WASHINGTON — President Barack Obama said he has not decided on a new defense secretary but has seen nothing that would disqualify former Sen. Chuck Hagel, the Nebraska Republican who has come under fire as his name has been floated for the post in recent weeks.
“I’ve served with Chuck Hagel. I know him. He is a patriot,” Obama said on NBC’s “Meet the Press.” “He is somebody who has done extraordinary work both in the United States Senate (and) somebody who served this country with valor in Vietnam. And is somebody who’s currently serving on my intelligence advisory board and doing an outstanding job.

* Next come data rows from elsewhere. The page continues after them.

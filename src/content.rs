//! Portfolio content
//!
//! Everything the sections display, deserialized from YAML. A sample
//! profile is compiled into the binary and used when no content file is
//! configured.

use serde::Deserialize;
use std::path::Path;

use crate::error::ContentError;

/// Sample content bundled with the binary
pub const BUNDLED_CONTENT: &str = include_str!("../assets/portfolio.yaml");

#[derive(Debug, Clone, Deserialize)]
pub struct PortfolioContent {
    pub profile: Profile,
    pub about: About,
    pub skills: Skills,
    pub experience: Experience,
    #[serde(default)]
    pub projects: Vec<Project>,
    pub services: Services,
    pub contact: Contact,
}

#[derive(Debug, Clone, Deserialize)]
pub struct Profile {
    pub first_name: String,
    pub last_name: String,
    #[serde(default = "default_greeting")]
    pub greeting: String,
    pub role: String,
    #[serde(default)]
    pub tagline: String,
    #[serde(default)]
    pub resume_url: Option<String>,
}

fn default_greeting() -> String {
    "Hi, I'm".to_string()
}

impl Profile {
    pub fn full_name(&self) -> String {
        format!("{} {}", self.first_name, self.last_name)
    }
}

/// A label/value pair (info cards, role metrics)
#[derive(Debug, Clone, Deserialize, PartialEq, Eq)]
pub struct Fact {
    pub label: String,
    pub value: String,
}

#[derive(Debug, Clone, Deserialize)]
pub struct About {
    pub headline: String,
    #[serde(default)]
    pub paragraphs: Vec<String>,
    #[serde(default)]
    pub facts: Vec<Fact>,
}

#[derive(Debug, Clone, Deserialize)]
pub struct Skills {
    #[serde(default)]
    pub intro: String,
    #[serde(default)]
    pub groups: Vec<SkillGroup>,
    #[serde(default)]
    pub highlights: Vec<Highlight>,
}

#[derive(Debug, Clone, Deserialize)]
pub struct SkillGroup {
    pub title: String,
    pub skills: Vec<String>,
}

#[derive(Debug, Clone, Deserialize)]
pub struct Highlight {
    pub title: String,
    pub subtitle: String,
}

#[derive(Debug, Clone, Deserialize)]
pub struct Experience {
    #[serde(default)]
    pub intro: String,
    #[serde(default)]
    pub roles: Vec<Role>,
    #[serde(default)]
    pub milestones: Vec<Milestone>,
}

#[derive(Debug, Clone, Deserialize)]
pub struct Role {
    pub title: String,
    pub company: String,
    pub period: String,
    #[serde(default)]
    pub duration: String,
    #[serde(default)]
    pub technologies: Vec<String>,
    #[serde(default)]
    pub achievements: Vec<String>,
    #[serde(default)]
    pub metrics: Vec<Fact>,
}

#[derive(Debug, Clone, Deserialize)]
pub struct Milestone {
    pub date: String,
    pub title: String,
    pub track: String,
}

#[derive(Debug, Clone, Deserialize)]
pub struct Project {
    pub title: String,
    pub description: String,
    #[serde(default)]
    pub tags: Vec<String>,
    #[serde(default)]
    pub demo_url: Option<String>,
    #[serde(default)]
    pub source_url: Option<String>,
}

#[derive(Debug, Clone, Deserialize)]
pub struct Services {
    #[serde(default)]
    pub intro: String,
    #[serde(default)]
    pub items: Vec<Service>,
}

#[derive(Debug, Clone, Deserialize)]
pub struct Service {
    pub title: String,
    pub description: String,
}

#[derive(Debug, Clone, Deserialize)]
pub struct Contact {
    #[serde(default)]
    pub intro: String,
    pub methods: Vec<ContactMethod>,
    #[serde(default)]
    pub socials: Vec<Link>,
    #[serde(default)]
    pub call_to_action: Option<CallToAction>,
    #[serde(default)]
    pub footer_tagline: String,
}

#[derive(Debug, Clone, Deserialize)]
pub struct ContactMethod {
    pub title: String,
    pub value: String,
    pub action_label: String,
    pub url: String,
}

#[derive(Debug, Clone, Deserialize, PartialEq, Eq)]
pub struct Link {
    pub label: String,
    pub url: String,
}

/// An openable link with the label shown for it
#[derive(Debug, Clone, PartialEq, Eq)]
pub struct LinkEntry {
    pub label: String,
    pub url: String,
}

impl LinkEntry {
    fn new(label: &str, url: &str) -> Self {
        Self {
            label: label.to_string(),
            url: url.to_string(),
        }
    }
}

#[derive(Debug, Clone, Deserialize)]
pub struct CallToAction {
    pub title: String,
    pub body: String,
}

impl PortfolioContent {
    /// Parse and validate content from a YAML string
    pub fn from_yaml_str(yaml: &str) -> Result<Self, ContentError> {
        let content: PortfolioContent = serde_yaml::from_str(yaml)?;
        content.validate()?;
        Ok(content)
    }

    /// Read, parse and validate a content file
    pub fn load(path: &Path) -> Result<Self, ContentError> {
        let yaml = std::fs::read_to_string(path).map_err(|source| ContentError::Read {
            path: path.to_path_buf(),
            source,
        })?;
        Self::from_yaml_str(&yaml)
    }

    /// The sample profile compiled into the binary
    pub fn bundled() -> Result<Self, ContentError> {
        Self::from_yaml_str(BUNDLED_CONTENT)
    }

    /// Reject content the sections cannot render sensibly
    pub fn validate(&self) -> Result<(), ContentError> {
        if self.profile.first_name.trim().is_empty() {
            return Err(ContentError::EmptyField { field: "profile.first_name" });
        }
        if self.profile.role.trim().is_empty() {
            return Err(ContentError::EmptyField { field: "profile.role" });
        }
        if self.about.headline.trim().is_empty() {
            return Err(ContentError::EmptyField { field: "about.headline" });
        }
        if self.contact.methods.is_empty() {
            return Err(ContentError::NoContactMethods);
        }

        for link in self.links() {
            if link.url.trim().is_empty() {
                return Err(ContentError::EmptyUrl { label: link.label });
            }
        }
        Ok(())
    }

    /// Every external link in the content, in display order
    ///
    /// Resume first, then contact methods, socials and project links. The
    /// links panel lists exactly these entries.
    pub fn links(&self) -> Vec<LinkEntry> {
        let mut links = Vec::new();
        if let Some(url) = &self.profile.resume_url {
            links.push(LinkEntry::new("Resume", url));
        }
        for method in &self.contact.methods {
            links.push(LinkEntry::new(&method.action_label, &method.url));
        }
        for social in &self.contact.socials {
            links.push(LinkEntry::new(&social.label, &social.url));
        }
        for project in &self.projects {
            if let Some(url) = &project.demo_url {
                links.push(LinkEntry::new(&format!("{} demo", project.title), url));
            }
            if let Some(url) = &project.source_url {
                links.push(LinkEntry::new(&format!("{} source", project.title), url));
            }
        }
        links
    }

    /// First `mailto:` contact url, if any
    pub fn email_url(&self) -> Option<&str> {
        self.contact
            .methods
            .iter()
            .map(|m| m.url.as_str())
            .find(|url| url.starts_with("mailto:"))
    }
}

#[cfg(test)]
mod tests {
    use super::*;

    #[test]
    fn test_bundled_content_parses() {
        let content = PortfolioContent::bundled().unwrap();
        assert_eq!(content.profile.full_name(), "Alex Rivera");
        assert!(!content.skills.groups.is_empty());
        assert!(!content.experience.roles.is_empty());
        assert!(!content.projects.is_empty());
        assert!(!content.services.items.is_empty());
        assert_eq!(content.email_url(), Some("mailto:alex@example.com"));
    }

    const MINIMAL: &str = r#"
profile:
  first_name: Sam
  last_name: Lee
  role: Developer
about:
  headline: Hello
skills: {}
experience: {}
services: {}
contact:
  methods:
    - title: Email
      value: sam@example.com
      action_label: Send Email
      url: mailto:sam@example.com
"#;

    #[test]
    fn test_minimal_content_uses_defaults() {
        let content = PortfolioContent::from_yaml_str(MINIMAL).unwrap();
        assert_eq!(content.profile.greeting, "Hi, I'm");
        assert!(content.projects.is_empty());
        assert!(content.profile.resume_url.is_none());
        assert!(content.contact.call_to_action.is_none());
    }

    #[test]
    fn test_missing_contact_methods_rejected() {
        let yaml = MINIMAL.replace(
            "  methods:\n    - title: Email\n      value: sam@example.com\n      action_label: Send Email\n      url: mailto:sam@example.com\n",
            "  methods: []\n",
        );
        let err = PortfolioContent::from_yaml_str(&yaml).unwrap_err();
        assert!(matches!(err, ContentError::NoContactMethods));
    }

    #[test]
    fn test_empty_name_rejected() {
        let yaml = MINIMAL.replace("first_name: Sam", "first_name: \"  \"");
        let err = PortfolioContent::from_yaml_str(&yaml).unwrap_err();
        assert!(matches!(err, ContentError::EmptyField { field: "profile.first_name" }));
    }

    #[test]
    fn test_empty_url_rejected() {
        let yaml = MINIMAL.replace("url: mailto:sam@example.com", "url: \"\"");
        let err = PortfolioContent::from_yaml_str(&yaml).unwrap_err();
        assert!(matches!(err, ContentError::EmptyUrl { .. }));
    }

    #[test]
    fn test_links_cover_resume_contacts_socials_and_projects() {
        let content = PortfolioContent::bundled().unwrap();
        let links = content.links();
        let labels: Vec<_> = links.iter().map(|l| l.label.as_str()).collect();

        assert_eq!(labels[0], "Resume");
        assert!(labels.contains(&"Send Email"));
        assert!(labels.contains(&"GitHub"));
        assert!(labels.contains(&"LinkedIn"));
        assert!(labels.contains(&"Trailhead demo"));
        assert!(labels.contains(&"Trailhead source"));
        assert!(links.iter().any(|l| l.url == "https://github.com/example"));
    }

    #[test]
    fn test_malformed_yaml_is_parse_error() {
        let err = PortfolioContent::from_yaml_str("profile: [").unwrap_err();
        assert!(matches!(err, ContentError::Parse(_)));
    }
}
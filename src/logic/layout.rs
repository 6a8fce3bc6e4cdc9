//! Layout calculation logic
//!
//! Pure functions for classifying the viewport width and sizing the
//! centered content column.

use crate::model::LayoutMode;

/// Widths below this many units use the compact arrangement
pub const EXPANDED_BREAKPOINT: u32 = 900;

/// Widest the content column may grow, in width units
pub const MAX_CONTENT_WIDTH: u32 = 1368;

/// Default number of width units a terminal column represents
pub const DEFAULT_CELL_WIDTH_UNITS: u32 = 8;

/// Classify a width into a layout mode
///
/// # Examples
/// ```
/// use foliotui::logic::layout::resolve;
/// use foliotui::model::LayoutMode;
///
/// assert_eq!(resolve(899), LayoutMode::Compact);
/// assert_eq!(resolve(900), LayoutMode::Expanded);
/// ```
pub fn resolve(width: u32) -> LayoutMode {
    if width < EXPANDED_BREAKPOINT {
        LayoutMode::Compact
    } else {
        LayoutMode::Expanded
    }
}

/// Select the per-mode value
///
/// # Examples
/// ```
/// use foliotui::logic::layout::pick;
/// use foliotui::model::LayoutMode;
///
/// assert_eq!(pick(LayoutMode::Compact, 1, 3), 1);
/// assert_eq!(pick(LayoutMode::Expanded, 1, 3), 3);
/// ```
pub fn pick<T>(mode: LayoutMode, compact: T, expanded: T) -> T {
    match mode {
        LayoutMode::Compact => compact,
        LayoutMode::Expanded => expanded,
    }
}

/// Convert terminal columns into width units
pub fn columns_to_units(columns: u16, cell_width_units: u32) -> u32 {
    u32::from(columns).saturating_mul(cell_width_units.max(1))
}

/// Layout mode for a terminal that is `columns` wide
pub fn resolve_columns(columns: u16, cell_width_units: u32) -> LayoutMode {
    resolve(columns_to_units(columns, cell_width_units))
}

/// Horizontal placement of the content column
#[derive(Debug, Clone, Copy, PartialEq, Eq)]
pub struct ContentColumn {
    /// Left margin in columns
    pub margin: u16,
    /// Column width in columns
    pub width: u16,
}

/// Center a column capped at `MAX_CONTENT_WIDTH` within `available` columns
///
/// # Examples
/// ```
/// use foliotui::logic::layout::content_column;
///
/// // 80 columns fit under the cap, so the column fills the screen
/// let col = content_column(80, 8);
/// assert_eq!((col.margin, col.width), (0, 80));
///
/// // 200 columns exceed 1368/8 = 171, so the column is centered
/// let col = content_column(200, 8);
/// assert_eq!((col.margin, col.width), (14, 171));
/// ```
pub fn content_column(available: u16, cell_width_units: u32) -> ContentColumn {
    let max_columns = (MAX_CONTENT_WIDTH / cell_width_units.max(1)).min(u32::from(u16::MAX)) as u16;
    let width = available.min(max_columns.max(1));
    ContentColumn {
        margin: (available - width) / 2,
        width,
    }
}

/// Number of card columns for a grid of `items` in the given mode
pub fn grid_columns(mode: LayoutMode, expanded_columns: usize, items: usize) -> usize {
    pick(mode, 1, expanded_columns).min(items.max(1))
}
use ratatui::text::{Line, Span};

use crate::content::PortfolioContent;
use crate::logic::layout::grid_columns;
use crate::model::LayoutMode;
use crate::ui::blocks::{card, card_inner_width, chips, column_width, grid, section_heading};
use crate::ui::theme::Palette;

/// Skills: one card of chips per group, then the highlight strip
pub fn lines(content: &PortfolioContent, width: u16, mode: LayoutMode, palette: &Palette) -> Vec<Line<'static>> {
    let skills = &content.skills;
    let mut lines = section_heading("My", "Skills", &skills.intro, width, palette);

    let columns = grid_columns(mode, 3, skills.groups.len());
    let col = column_width(width, columns);
    let cards = skills
        .groups
        .iter()
        .map(|group| {
            card(
                &group.title,
                chips(&group.skills, card_inner_width(col), palette),
                col,
                palette,
            )
        })
        .collect();
    lines.extend(grid(cards, columns, col));

    if !skills.highlights.is_empty() {
        lines.push(Line::default());
        let columns = grid_columns(mode, 4, skills.highlights.len());
        let col = column_width(width, columns);
        let tiles = skills
            .highlights
            .iter()
            .map(|highlight| {
                vec![
                    Line::from(Span::styled(format!("◆ {}", highlight.title), palette.primary_bold())),
                    Line::from(Span::styled(format!("  {}", highlight.subtitle), palette.secondary())),
                ]
            })
            .collect();
        lines.extend(grid(tiles, columns, col));
    }
    lines
}

#[cfg(test)]
mod tests {
    use super::*;
    use crate::model::ThemeMode;
    use crate::ui::blocks::line_width;
    use crate::ui::theme::palette;

    #[test]
    fn test_expanded_uses_three_columns() {
        let content = PortfolioContent::bundled().unwrap();
        let p = palette(ThemeMode::Dark);
        let expanded = lines(&content, 150, LayoutMode::Expanded, &p);
        let compact = lines(&content, 150, LayoutMode::Compact, &p);

        let has_three_cards = expanded.iter().any(|line| {
            let text: String = line.spans.iter().map(|s| s.content.as_ref()).collect();
            text.matches('╭').count() == 3
        });
        assert!(has_three_cards);
        assert!(expanded.len() < compact.len());
    }

    #[test]
    fn test_skill_rows_fit_width() {
        let content = PortfolioContent::bundled().unwrap();
        let p = palette(ThemeMode::Light);
        for line in lines(&content, 60, LayoutMode::Compact, &p) {
            assert!(line_width(&line) <= 60);
        }
    }
}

But Hagel would get very few Republican votes for confirmation, and some Democrats are skeptical as well, Sen. Lindsay Graham, R-S.C., said on “Fox News Sunday.”
“A lot of Republicans and Democrats are very concerned about Chuck Hagel’s position on Iran sanctions, his views toward Israel, Hamas and Hezbollah,” Graham said.
“There is wide and deep concerns about his policies,” he added. “The hearings will matter a lot to me,” going on to predict that “there will be very few Republican votes for his nomination.”
Obama mentioned a position Hagel took in 1998 that an “openly, aggressively gay” man should not represent the U.S. as an ambassador.
“With respect to the particular comment that you quoted, he apologized for it,” Obama said. “And I think it’s a testimony to what has been a positive change over the last decade in terms of people’s attitudes about gays and lesbians serving our country. And that’s something that I’m very proud to have led.
“And I think that anybody who serves in my administration understands my attitude and position on those issues,” he added.
An organization of gay Republicans took out a full-page ad in the New York Times Thursday calling Hagel “wrong on gay rights, wrong on Iran, wrong on Israel.”
The as quoted from remarks Hagel made in 1998 about James C. Hormel, a San Francisco philanthropist nominated by President Bill Clinton to be ambassador to Luxembourg.
“They are representing our lifestyle, our values, our standards,” Hagel said at the time. “And I think that it is an inhibiting factor to be gay – openly, aggressively gay like Mr. Hormel – to do an effective job.”
Hagel issued a statement Dec. 21, saying, “My remarks 14 years ago in 1998 were insensitive. They do not reflect my views or the totality of my public record, and I apologize to Ambassador Hormel and any LGBT Americans who may question my commitment to their civil rights.”